Output the whole listing with nothing altered.

· · · · ·

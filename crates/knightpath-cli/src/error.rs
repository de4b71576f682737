//! Command-line errors.

use knightpath_core::{BoundsError, ParsePositionError};
use knightpath_search::SearchError;

/// Errors that can occur while parsing arguments or running a query.
#[derive(Debug, thiserror::Error)]
pub enum CliError {
    /// The positional arguments match no known command.
    #[error("unrecognized arguments: \"{found}\" (try `help`)")]
    Usage {
        /// The positional arguments as given.
        found: String,
    },

    /// An unknown `--flag` was given.
    #[error("unknown flag: {flag}")]
    UnknownFlag {
        /// The flag as given.
        flag: String,
    },

    /// A flag that takes a value was last on the line.
    #[error("missing value for {flag}")]
    MissingValue {
        /// The flag missing its value.
        flag: String,
    },

    /// A flag's value could not be parsed.
    #[error("invalid value for {flag}: {value}")]
    InvalidValue {
        /// The flag.
        flag: String,
        /// The value that failed to parse.
        value: String,
    },

    /// A square could not be parsed.
    #[error("invalid square: {0}")]
    Position(#[from] ParsePositionError),

    /// The requested board size is not usable.
    #[error("invalid board: {0}")]
    Bounds(#[from] BoundsError),

    /// The search itself failed.
    #[error(transparent)]
    Search(#[from] SearchError),
}
//! Core board types: positions, move offsets, board bounds, and movement rules.

mod bounds;
mod error;
mod offset;
mod position;
mod rules;

pub use bounds::BoardBounds;
pub use error::{BoundsError, ParsePositionError};
pub use offset::{KING_OFFSETS, KNIGHT_OFFSETS, MoveOffset, MoveSet};
pub use position::Position;
pub use rules::BoardRules;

· · · · ·

### TASK RESPONSE
filename crates/knightpath-cli/src/error.rs
repository de4b71576f682737
//! Command-line errors.

use knightpath_core::{BoundsError, ParsePositionError};
use knightpath_search::SearchError;

/// Errors that can occur while parsing arguments or running a query.
#[derive(Debug, thiserror::Error)]
pub enum CliError {
    /// The positional arguments match no known command.
    #[error("unrecognized arguments: \"{found}\" (try `help`)")]
    Usage {
        /// The positional arguments as given.
        found: String,
    },

    /// An unknown `--flag` was given.
    #[error("unknown flag: {flag}")]
    UnknownFlag {
        /// The flag as given.
        flag: String,
    },

    /// A flag that takes a value was last on the line.
    #[error("missing value for {flag}")]
    MissingValue {
        /// The flag missing its value.
        flag: String,
    },

    /// A flag's value could not be parsed.
    #[error("invalid value for {flag}: {value}")]
    InvalidValue {
        /// The flag.
        flag: String,
        /// The value that failed to parse.
        value: String,
    },

    /// A square could not be parsed.
    #[error("invalid square: {0}")]
    Position(#[from] ParsePositionError),

    /// The requested board size is not usable.
    #[error("invalid board: {0}")]
    Bounds(#[from] BoundsError),

    /// The search itself failed.
    #[error(transparent)]
    Search(#[from] SearchError),
}
//! Core board types: positions, move offsets, board bounds, and movement rules.

mod bounds;
mod error;
mod offset;
mod position;
mod rules;

pub use bounds::BoardBounds;
pub use error::{BoundsError, ParsePositionError};
pub use offset::{KING_OFFSETS, KNIGHT_OFFSETS, MoveOffset, MoveSet};
pub use position::Position;
pub use rules::BoardRules;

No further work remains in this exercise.